Available data:
──────
// Copyright 2025 The Rustux Authors
//
// Use of this source code is governed by a MIT-style
// license that can be found in the LICENSE file or at
// https://opensource.org/licenses/MIT

//! Memory Management
//!
//! The kernel does not own guest memory. It validates SVC arguments and
//! hands the actual work to a memory subsystem through two traits:
//!
//! - [`GuestMemory`]: byte-level access to the guest address space
//! - [`MemorySubsystem`]: allocation, mirroring, queries and shared memory
//!
//! [`AddressSpace`] is a self-contained implementation of both.

pub mod address_space;

use bitflags::bitflags;

use crate::object::{well_known, Handle};
use crate::result::AccessFault;

pub use address_space::{AddressSpace, HEAP_BASE, HEAP_END, LINEAR_HEAP_BASE, LINEAR_HEAP_END};

/// ============================================================================
/// Page Utilities
/// ============================================================================

/// Guest page size
pub const PAGE_SIZE: u32 = 0x1000;

/// Check if a value is aligned to a page boundary
#[inline]
pub const fn is_page_aligned(value: u32) -> bool {
    value & (PAGE_SIZE - 1) == 0
}

/// Round down to a page boundary
#[inline]
pub const fn align_page_down(value: u32) -> u32 {
    value & !(PAGE_SIZE - 1)
}

/// ============================================================================
/// Memory Permissions
/// ============================================================================

bitflags! {
    /// Memory permission bits as encoded in SVC arguments
    #[derive(Debug, Clone, Copy, PartialEq, Eq, Hash)]
    pub struct MemoryPermission: u32 {
        const READ = 1 << 0;
        const WRITE = 1 << 1;
        const EXECUTE = 1 << 2;
        const READ_WRITE = Self::READ.bits() | Self::WRITE.bits();
        const DONT_CARE = 0x1000_0000;
    }
}

impl MemoryPermission {
    /// No access
    pub const NONE: Self = Self::empty();

    /// Parse the caller-side permission of a memory block
    ///
    /// Only Read, Write and ReadWrite are accepted.
    pub fn parse_my(raw: u32) -> Option<Self> {
        match raw {
            1..=3 => Some(Self::from_bits_retain(raw)),
            _ => None,
        }
    }

    /// Parse the other-side permission of a memory block
    ///
    /// None, Read, Write and ReadWrite are accepted; DontCare only when
    /// `allow_dont_care` is set.
    pub fn parse_other(raw: u32, allow_dont_care: bool) -> Option<Self> {
        match raw {
            0..=3 => Some(Self::from_bits_retain(raw)),
            r if r == Self::DONT_CARE.bits() && allow_dont_care => Some(Self::DONT_CARE),
            _ => None,
        }
    }

    /// Render as `rwx`
    pub fn to_rwx(self) -> [char; 3] {
        [
            if self.contains(Self::READ) { 'r' } else { '-' },
            if self.contains(Self::WRITE) { 'w' } else { '-' },
            if self.contains(Self::EXECUTE) { 'x' } else { '-' },
        ]
    }
}

/// ============================================================================
/// Memory State
/// ============================================================================

/// State of a guest memory range, as reported by QueryMemory
#[repr(u32)]
#[derive(Debug, Clone, Copy, PartialEq, Eq, Hash)]
pub enum MemoryState {
    Free = 0,
    Reserved = 1,
    Io = 2,
    Static = 3,
    Code = 4,
    Private = 5,
    Shared = 6,
    Continuous = 7,
    Aliased = 8,
    Alias = 9,
    AliasCode = 10,
    Locked = 11,
}

impl MemoryState {
    /// Get raw value
    pub const fn into_raw(self) -> u32 {
        self as u32
    }
}

/// Result of a memory query
#[derive(Debug, Clone, Copy, PartialEq, Eq)]
pub struct MemoryInfo {
    /// Base of the covering range
    pub base_addr: u32,

    /// Size of the covering range
    pub size: u32,

    /// Access permissions
    pub perms: MemoryPermission,

    /// Range state
    pub state: MemoryState,
}

/// ============================================================================
/// Shared Memory Regions
/// ============================================================================

/// Kernel shared memory regions addressable by well-known handle
#[derive(Debug, Clone, Copy, PartialEq, Eq, Hash)]
pub enum SharedMemoryRegion {
    /// GPU command/interrupt region
    Gsp,

    /// System font region
    Font,

    /// Input device region
    Hid,
}

impl SharedMemoryRegion {
    /// Resolve a well-known handle
    pub fn from_handle(handle: Handle) -> Option<Self> {
        match handle {
            h if h == well_known::GSP_SHARED_MEM => Some(Self::Gsp),
            h if h == well_known::FONT_SHARED_MEM => Some(Self::Font),
            h if h == well_known::HID_SHARED_MEM => Some(Self::Hid),
            _ => None,
        }
    }

    /// Well-known handle of this region
    pub const fn handle(self) -> Handle {
        match self {
            Self::Gsp => well_known::GSP_SHARED_MEM,
            Self::Font => well_known::FONT_SHARED_MEM,
            Self::Hid => well_known::HID_SHARED_MEM,
        }
    }

    /// Region size in bytes
    pub const fn size(self) -> u32 {
        match self {
            Self::Gsp => 0x1000,
            Self::Font => 0x0033_2000,
            Self::Hid => 0x1000,
        }
    }
}

/// ============================================================================
/// Collaborator Traits
/// ============================================================================

/// Byte-level access to guest memory
///
/// Multi-byte values are little-endian. Only `read_u8` and `write_u8` are
/// required; implementations may override the rest for speed.
pub trait GuestMemory {
    /// Read one byte
    fn read_u8(&self, addr: u32) -> Result<u8, AccessFault>;

    /// Write one byte
    fn write_u8(&mut self, addr: u32, value: u8) -> Result<(), AccessFault>;

    /// Read a 32-bit word
    fn read_u32(&self, addr: u32) -> Result<u32, AccessFault> {
        let mut bytes = [0u8; 4];
        for (i, byte) in bytes.iter_mut().enumerate() {
            *byte = self.read_u8(addr.wrapping_add(i as u32))?;
        }
        Ok(u32::from_le_bytes(bytes))
    }

    /// Write a 32-bit word
    fn write_u32(&mut self, addr: u32, value: u32) -> Result<(), AccessFault> {
        self.write_bytes(addr, &value.to_le_bytes())
    }

    /// Write a byte slice
    fn write_bytes(&mut self, addr: u32, data: &[u8]) -> Result<(), AccessFault> {
        for (i, &byte) in data.iter().enumerate() {
            self.write_u8(addr.wrapping_add(i as u32), byte)?;
        }
        Ok(())
    }

    /// Copy a NUL-terminated string into `buf`
    ///
    /// Copies until a NUL has been copied or `buf` is full. Returns the
    /// number of bytes copied, terminator included. A fault before either
    /// condition is reported as an error (short read).
    fn copy_string(&self, addr: u32, buf: &mut [u8]) -> Result<usize, AccessFault> {
        for i in 0..buf.len() {
            let byte = self.read_u8(addr.wrapping_add(i as u32))?;
            buf[i] = byte;
            if byte == 0 {
                return Ok(i + 1);
            }
        }
        Ok(buf.len())
    }
}

/// Guest memory manager
///
/// Each method is called at most once per SVC, synchronously.
pub trait MemorySubsystem: GuestMemory {
    /// Allocate `size` bytes at or near `addr`
    ///
    /// `linear` requests the linear heap; `commit` backs the range
    /// immediately. Returns the base address, or `None` if the request
    /// cannot be satisfied.
    fn allocate_memory(
        &mut self,
        addr: u32,
        align: u32,
        size: u32,
        linear: bool,
        perms: MemoryPermission,
        commit: bool,
    ) -> Option<u32>;

    /// Make `dst..dst+size` an alias of `src..src+size`
    ///
    /// Returns `None`, leaving memory untouched, if the source is unmapped
    /// or the destination is occupied.
    fn mirror_mapping(&mut self, dst: u32, src: u32, size: u32) -> Option<()>;

    /// Describe the range covering `addr`
    ///
    /// Unmapped addresses report [`MemoryState::Free`].
    fn query_memory(&self, addr: u32) -> MemoryInfo;

    /// Map a kernel shared memory region at `addr`
    ///
    /// Returns the guest address of the mapping.
    fn map_shared_memory(
        &mut self,
        region: SharedMemoryRegion,
        addr: u32,
        my_perms: MemoryPermission,
        other_perms: MemoryPermission,
    ) -> Option<u32>;
}

// ============================================================================
// Tests
// ============================================================================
──────
The data must be transcribed in full. Every word stays the same.

Result below:
// Copyright 2025 The Rustux Authors
//
// Use of this source code is governed by a MIT-style
// license that can be found in the LICENSE file or at
// https://opensource.org/licenses/MIT

//! Memory Management
//!
//! The kernel does not own guest memory. It validates SVC arguments and
//! hands the actual work to a memory subsystem through two traits:
//!
//! - [`GuestMemory`]: byte-level access to the guest address space
//! - [`MemorySubsystem`]: allocation, mirroring, queries and shared memory
//!
//! [`AddressSpace`] is a self-contained implementation of both.

pub mod address_space;

use bitflags::bitflags;

use crate::object::{well_known, Handle};
use crate::result::AccessFault;

pub use address_space::{AddressSpace, HEAP_BASE, HEAP_END, LINEAR_HEAP_BASE, LINEAR_HEAP_END};

/// ============================================================================
/// Page Utilities
/// ============================================================================

/// Guest page size
pub const PAGE_SIZE: u32 = 0x1000;

/// Check if a value is aligned to a page boundary
#[inline]
pub const fn is_page_aligned(value: u32) -> bool {
    value & (PAGE_SIZE - 1) == 0
}

/// Round down to a page boundary
#[inline]
pub const fn align_page_down(value: u32) -> u32 {
    value & !(PAGE_SIZE - 1)
}

/// ============================================================================
/// Memory Permissions
/// ============================================================================

bitflags! {
    /// Memory permission bits as encoded in SVC arguments
    #[derive(Debug, Clone, Copy, PartialEq, Eq, Hash)]
    pub struct MemoryPermission: u32 {
        const READ = 1 << 0;
        const WRITE = 1 << 1;
        const EXECUTE = 1 << 2;
        const READ_WRITE = Self::READ.bits() | Self::WRITE.bits();
        const DONT_CARE = 0x1000_0000;
    }
}

impl MemoryPermission {
    /// No access
    pub const NONE: Self = Self::empty();

    /// Parse the caller-side permission of a memory block
    ///
    /// Only Read, Write and ReadWrite are accepted.
    pub fn parse_my(raw: u32) -> Option<Self> {
        match raw {
            1..=3 => Some(Self::from_bits_retain(raw)),
            _ => None,
        }
    }

    /// Parse the other-side permission of a memory block
    ///
    /// None, Read, Write and ReadWrite are accepted; DontCare only when
    /// `allow_dont_care` is set.
    pub fn parse_other(raw: u32, allow_dont_care: bool) -> Option<Self> {
        match raw {
            0..=3 => Some(Self::from_bits_retain(raw)),
            r if r == Self::DONT_CARE.bits() && allow_dont_care => Some(Self::DONT_CARE),
            _ => None,
        }
    }

    /// Render as `rwx`
    pub fn to_rwx(self) -> [char; 3] {
        [
            if self.contains(Self::READ) { 'r' } else { '-' },
            if self.contains(Self::WRITE) { 'w' } else { '-' },
            if self.contains(Self::EXECUTE) { 'x' } else { '-' },
        ]
    }
}

/// ============================================================================
/// Memory State
/// ============================================================================

/// State of a guest memory range, as reported by QueryMemory
#[repr(u32)]
#[derive(Debug, Clone, Copy, PartialEq, Eq, Hash)]
pub enum MemoryState {
    Free = 0,
    Reserved = 1,
    Io = 2,
    Static = 3,
    Code = 4,
    Private = 5,
    Shared = 6,
    Continuous = 7,
    Aliased = 8,
    Alias = 9,
    AliasCode = 10,
    Locked = 11,
}

impl MemoryState {
    /// Get raw value
    pub const fn into_raw(self) -> u32 {
        self as u32
    }
}

/// Result of a memory query
#[derive(Debug, Clone, Copy, PartialEq, Eq)]
pub struct MemoryInfo {
    /// Base of the covering range
    pub base_addr: u32,

    /// Size of the covering range
    pub size: u32,

    /// Access permissions
    pub perms: MemoryPermission,

    /// Range state
    pub state: MemoryState,
}

/// ============================================================================
/// Shared Memory Regions
/// ============================================================================

/// Kernel shared memory regions addressable by well-known handle
#[derive(Debug, Clone, Copy, PartialEq, Eq, Hash)]
pub enum SharedMemoryRegion {
    /// GPU command/interrupt region
    Gsp,

    /// System font region
    Font,

    /// Input device region
    Hid,
}

impl SharedMemoryRegion {
    /// Resolve a well-known handle
    pub fn from_handle(handle: Handle) -> Option<Self> {
        match handle {
            h if h == well_known::GSP_SHARED_MEM => Some(Self::Gsp),
            h if h == well_known::FONT_SHARED_MEM => Some(Self::Font),
            h if h == well_known::HID_SHARED_MEM => Some(Self::Hid),
            _ => None,
        }
    }

    /// Well-known handle of this region
    pub const fn handle(self) -> Handle {
        match self {
            Self::Gsp => well_known::GSP_SHARED_MEM,
            Self::Font => well_known::FONT_SHARED_MEM,
            Self::Hid => well_known::HID_SHARED_MEM,
        }
    }

    /// Region size in bytes
    pub const fn size(self) -> u32 {
        match self {
            Self::Gsp => 0x1000,
            Self::Font => 0x0033_2000,
            Self::Hid => 0x1000,
        }
    }
}

/// ============================================================================
/// Collaborator Traits
/// ============================================================================

/// Byte-level access to guest memory
///
/// Multi-byte values are little-endian. Only `read_u8` and `write_u8` are
/// required; implementations may override the rest for speed.
pub trait GuestMemory {
    /// Read one byte
    fn read_u8(&self, addr: u32) -> Result<u8, AccessFault>;

    /// Write one byte
    fn write_u8(&mut self, addr: u32, value: u8) -> Result<(), AccessFault>;

    /// Read a 32-bit word
    fn read_u32(&self, addr: u32) -> Result<u32, AccessFault> {
        let mut bytes = [0u8; 4];
        for (i, byte) in bytes.iter_mut().enumerate() {
            *byte = self.read_u8(addr.wrapping_add(i as u32))?;
        }
        Ok(u32::from_le_bytes(bytes))
    }

    /// Write a 32-bit word
    fn write_u32(&mut self, addr: u32, value: u32) -> Result<(), AccessFault> {
        self.write_bytes(addr, &value.to_le_bytes())
    }

    /// Write a byte slice
    fn write_bytes(&mut self, addr: u32, data: &[u8]) -> Result<(), AccessFault> {
        for (i, &byte) in data.iter().enumerate() {
            self.write_u8(addr.wrapping_add(i as u32), byte)?;
        }
        Ok(())
    }

    /// Copy a NUL-terminated string into `buf`
    ///
    /// Copies until a NUL has been copied or `buf` is full. Returns the
    /// number of bytes copied, terminator included. A fault before either
    /// condition is reported as an error (short read).
    fn copy_string(&self, addr: u32, buf: &mut [u8]) -> Result<usize, AccessFault> {
        for i in 0..buf.len() {
            let byte = self.read_u8(addr.wrapping_add(i as u32))?;
            buf[i] = byte;
            if byte == 0 {
                return Ok(i + 1);
            }
        }
        Ok(buf.len())
    }
}

/// Guest memory manager
///
/// Each method is called at most once per SVC, synchronously.
pub trait MemorySubsystem: GuestMemory {
    /// Allocate `size` bytes at or near `addr`
    ///
    /// `linear` requests the linear heap; `commit` backs the range
    /// immediately. Returns the base address, or `None` if the request
    /// cannot be satisfied.
    fn allocate_memory(
        &mut self,
        addr: u32,
        align: u32,
        size: u32,
        linear: bool,
        perms: MemoryPermission,
        commit: bool,
    ) -> Option<u32>;

    /// Make `dst..dst+size` an alias of `src..src+size`
    ///
    /// Returns `None`, leaving memory untouched, if the source is unmapped
    /// or the destination is occupied.
    fn mirror_mapping(&mut self, dst: u32, src: u32, size: u32) -> Option<()>;

    /// Describe the range covering `addr`
    ///
    /// Unmapped addresses report [`MemoryState::Free`].
    fn query_memory(&self, addr: u32) -> MemoryInfo;

    /// Map a kernel shared memory region at `addr`
    ///
    /// Returns the guest address of the mapping.
    fn map_shared_memory(
        &mut self,
        region: SharedMemoryRegion,
        addr: u32,
        my_perms: MemoryPermission,
        other_perms: MemoryPermission,
    ) -> Option<u32>;
}

// ============================================================================
// Tests
// ============================================================================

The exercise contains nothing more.